En el campo simbólico, el de las percepciones e
intuiciones, el centro de gravedad se está rodando. Estoy consciente de que
algunos «expertos» pueden argumentar que mientras se mantenga incólume la
asimetría de armas y pertrechos el gobierno tiene todo para imponerse. A ellos
les interpongo un nuevo pensamiento, esta vez del poeta Paúl Valery: «La era
del orden es el imperio de la ficción. Ningún poder es capaz de sostenerse con
la sola opresión de los cuerpos. Se necesitan fuerzas ficticias». El chavismo-madurismo no puede buscar tales fuerzas ficticias en cualquier
parte: tiene que remitirse a su fuente primera, ese relato original de la
supremacía del soberano, el cual en el plano sociológico pudiera ser etéreo e incorpóreo
en su integridad, pero en el plano físico tiene la encarnación de los votantes
convocados a unos comicios. Paradojas de la voluntad humana: Hugo Chávez al
atar la noción de democracia a elecciones no sólo caricaturizó y simplificó la
esencia del llamado gobierno del pueblo, sino que ató ―atado y bien atado (como
diría otro de los gorilones que pueblan la noche de los tiempos)― la
legitimidad de su sistema político a la celebración de comicios, que otra cosa
no es la supuesta democracia directa, protagónica y participativa.
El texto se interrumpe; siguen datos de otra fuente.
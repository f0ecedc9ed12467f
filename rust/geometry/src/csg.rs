// This Source Code Form is subject to the terms of the Mozilla Public
// License, v. 2.0. If a copy of the MPL was not distributed with this
// file, You can obtain one at https://mozilla.org/MPL/2.0/.

//! CSG (Constructive Solid Geometry) Operations
//!
//! Solid intersection through csgrs BSP booleans. Booleans on real-world
//! model geometry are not universally robust, so the seam reports failure
//! per pair as `None` instead of aborting the caller.

use crate::mesh::Mesh;
use crate::solid::Solid;
use crate::triangulation::{polygon_normal, project_to_2d, triangulate_polygon};
use nalgebra::Point3;
use std::panic::{self, AssertUnwindSafe};

/// Boolean kernel used by the intersection engine
pub trait SolidBoolean: Send + Sync {
    /// Volumetric intersection of two solids expressed in the same frame
    ///
    /// `None` means the boolean failed or produced nothing usable; it is an
    /// expected outcome, not an error.
    fn intersect(&self, a: &Solid, b: &Solid) -> Option<Solid>;
}

/// csgrs-backed boolean kernel
#[derive(Debug, Clone, Copy, Default)]
pub struct CsgBoolean;

impl CsgBoolean {
    pub fn new() -> Self {
        Self
    }

    /// Convert our Mesh format to csgrs Mesh format
    fn mesh_to_csgrs(mesh: &Mesh) -> csgrs::mesh::Mesh<()> {
        use csgrs::mesh::{polygon::Polygon, vertex::Vertex, Mesh as CSGMesh};

        let mut polygons = Vec::with_capacity(mesh.triangle_count());
        for [v0, v1, v2] in mesh.triangles() {
            // Skip degenerate (zero-area/collinear) triangles to avoid NaN propagation
            let face_normal = match (v1 - v0).cross(&(v2 - v0)).try_normalize(1e-12) {
                Some(n) => n,
                None => continue,
            };

            let vertices = vec![
                Vertex::new(v0, face_normal),
                Vertex::new(v1, face_normal),
                Vertex::new(v2, face_normal),
            ];
            polygons.push(Polygon::new(vertices, None));
        }

        CSGMesh::from_polygons(&polygons, None)
    }

    /// Convert csgrs Mesh format back to our Mesh format
    fn csgrs_to_mesh(csg_mesh: &csgrs::mesh::Mesh<()>) -> Mesh {
        let mut mesh = Mesh::new();

        for polygon in &csg_mesh.polygons {
            if polygon.vertices.len() < 3 {
                continue;
            }

            let points: Vec<Point3<f64>> = polygon
                .vertices
                .iter()
                .map(|v| Point3::new(v.pos[0], v.pos[1], v.pos[2]))
                .collect();

            // The polygon's own winding defines its outward side
            let Some(normal) = polygon_normal(&points) else {
                continue;
            };

            let base = mesh.vertex_count() as u32;
            for p in &points {
                mesh.add_vertex(*p);
            }

            // FAST PATH: Triangle - no triangulation needed
            if points.len() == 3 {
                mesh.add_triangle(base, base + 1, base + 2);
                continue;
            }

            let indices = match triangulate_polygon(&project_to_2d(&points, &normal)) {
                Ok(idx) => idx,
                Err(_) => continue,
            };

            for tri in indices.chunks_exact(3) {
                let (a, b, c) = (tri[0], tri[1], tri[2]);
                // earcut does not promise a winding; restore the polygon's
                let facing = (points[b] - points[a])
                    .cross(&(points[c] - points[a]))
                    .dot(&normal);
                let (b, c) = if facing < 0.0 { (c, b) } else { (b, c) };
                mesh.add_triangle(base + a as u32, base + b as u32, base + c as u32);
            }
        }

        mesh
    }
}

impl SolidBoolean for CsgBoolean {
    fn intersect(&self, a: &Solid, b: &Solid) -> Option<Solid> {
        use csgrs::traits::CSG;

        let a_csg = Self::mesh_to_csgrs(a.mesh());
        let b_csg = Self::mesh_to_csgrs(b.mesh());
        if a_csg.polygons.is_empty() || b_csg.polygons.is_empty() {
            return None;
        }

        // BSP splitting can panic on numerically degenerate input
        let result = panic::catch_unwind(AssertUnwindSafe(|| a_csg.intersection(&b_csg))).ok()?;

        let mesh = Self::csgrs_to_mesh(&result);
        if !mesh.is_valid() {
            return None;
        }
        Solid::new(mesh)
    }
}

#[cfg(test)]
mod tests {
    use super::*;
    use crate::primitives::{box_mesh, cylinder_mesh};
    use approx::assert_relative_eq;

    fn cube(min: [f64; 3], max: [f64; 3]) -> Solid {
        Solid::new(box_mesh(Point3::from(min), Point3::from(max))).unwrap()
    }

    #[test]
    fn test_overlapping_boxes_intersect() {
        let a = cube([0.0, 0.0, 0.0], [10.0, 10.0, 10.0]);
        let b = cube([5.0, 5.0, 5.0], [15.0, 15.0, 15.0]);

        let result = CsgBoolean::new().intersect(&a, &b).unwrap();
        assert_relative_eq!(result.volume(), 125.0, max_relative = 1e-6);
        assert_relative_eq!(result.centroid().unwrap(), Point3::new(7.5, 7.5, 7.5), epsilon = 1e-6);
    }

    #[test]
    fn test_disjoint_boxes_yield_nothing() {
        let a = cube([0.0, 0.0, 0.0], [1.0, 1.0, 1.0]);
        let b = cube([5.0, 5.0, 5.0], [6.0, 6.0, 6.0]);

        let result = CsgBoolean::new().intersect(&a, &b);
        assert!(result.map_or(true, |s| s.volume() <= 1e-6));
    }

    #[test]
    fn test_cylinder_through_slab() {
        let pipe = Solid::new(cylinder_mesh(
            Point3::new(0.0, 0.0, -500.0),
            Point3::new(0.0, 0.0, 500.0),
            50.0,
            24,
        ))
        .unwrap();
        let slab = cube([-1000.0, -1000.0, 0.0], [1000.0, 1000.0, 250.0]);

        let result = CsgBoolean::new().intersect(&pipe, &slab).unwrap();
        let bounds = result.bounds();
        assert_relative_eq!(bounds.min.z, 0.0, epsilon = 1e-6);
        assert_relative_eq!(bounds.max.z, 250.0, epsilon = 1e-6);
        assert_relative_eq!(result.volume(), pipe.volume() / 4.0, max_relative = 1e-6);
    }
}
Muerto el líder carismático se rompe la operación
de alquimia emocional que fusionaba a caudillo, pueblo y ejército. En la
actualidad del chavismo el jefe del Estado no es el pueblo, ni el pueblo se
siente Jefe del Estado. La ecuación de Ceresole se rompió. El sociólogo
estadounidense Daniel Bell, en su libro Las
contradicciones culturales del capitalismo, advierte que «no puede haber
una sociedad que funcione con una cultura opuesta a su sistema de legitimidad».
El haber suspendido dos elecciones (referendo revocatorio y votaciones
regionales) representa mucho más que el desconocimiento del régimen democrático
(que en Venezuela no existe desde 1999, al igual que la República). Con tales
decisiones se materializó la ruptura de un pacto simbólico suscrito entre un
líder y sus seguidores: el pueblo ya sabe que no es soberano, porque no puede
ser soberano de nada aquel que no decide sino únicamente padece (Chiste malo:
«Padece un soberano pendejo»).
En el momento crucial, el espíritu totalitario
siempre arroja los tanques. Es una verdad. En Rusia Boris Yeltsin se montó
sobre ellos; en China un valiente y solitario manifestante cayó entre sus
ruedas oruga. En Alemania, nos dicen, se derribó el muro sin un tiro. Lo que
callan es que fue gracias a que al frente de la URSS estaba Gorbachov y no Brezhnev u otro dirigente coaccionado por un Kremlin de línea dura.
La suerte de Venezuela puede ser distinta a las
sociedades oprimidas por el socialismo (el comunismo es el cielo que llegará
con la abolición del Estado: por tanto es detestable como utopía, nunca como
gobierno porque no ha sido ni será; y la socialdemocracia no es socialismo).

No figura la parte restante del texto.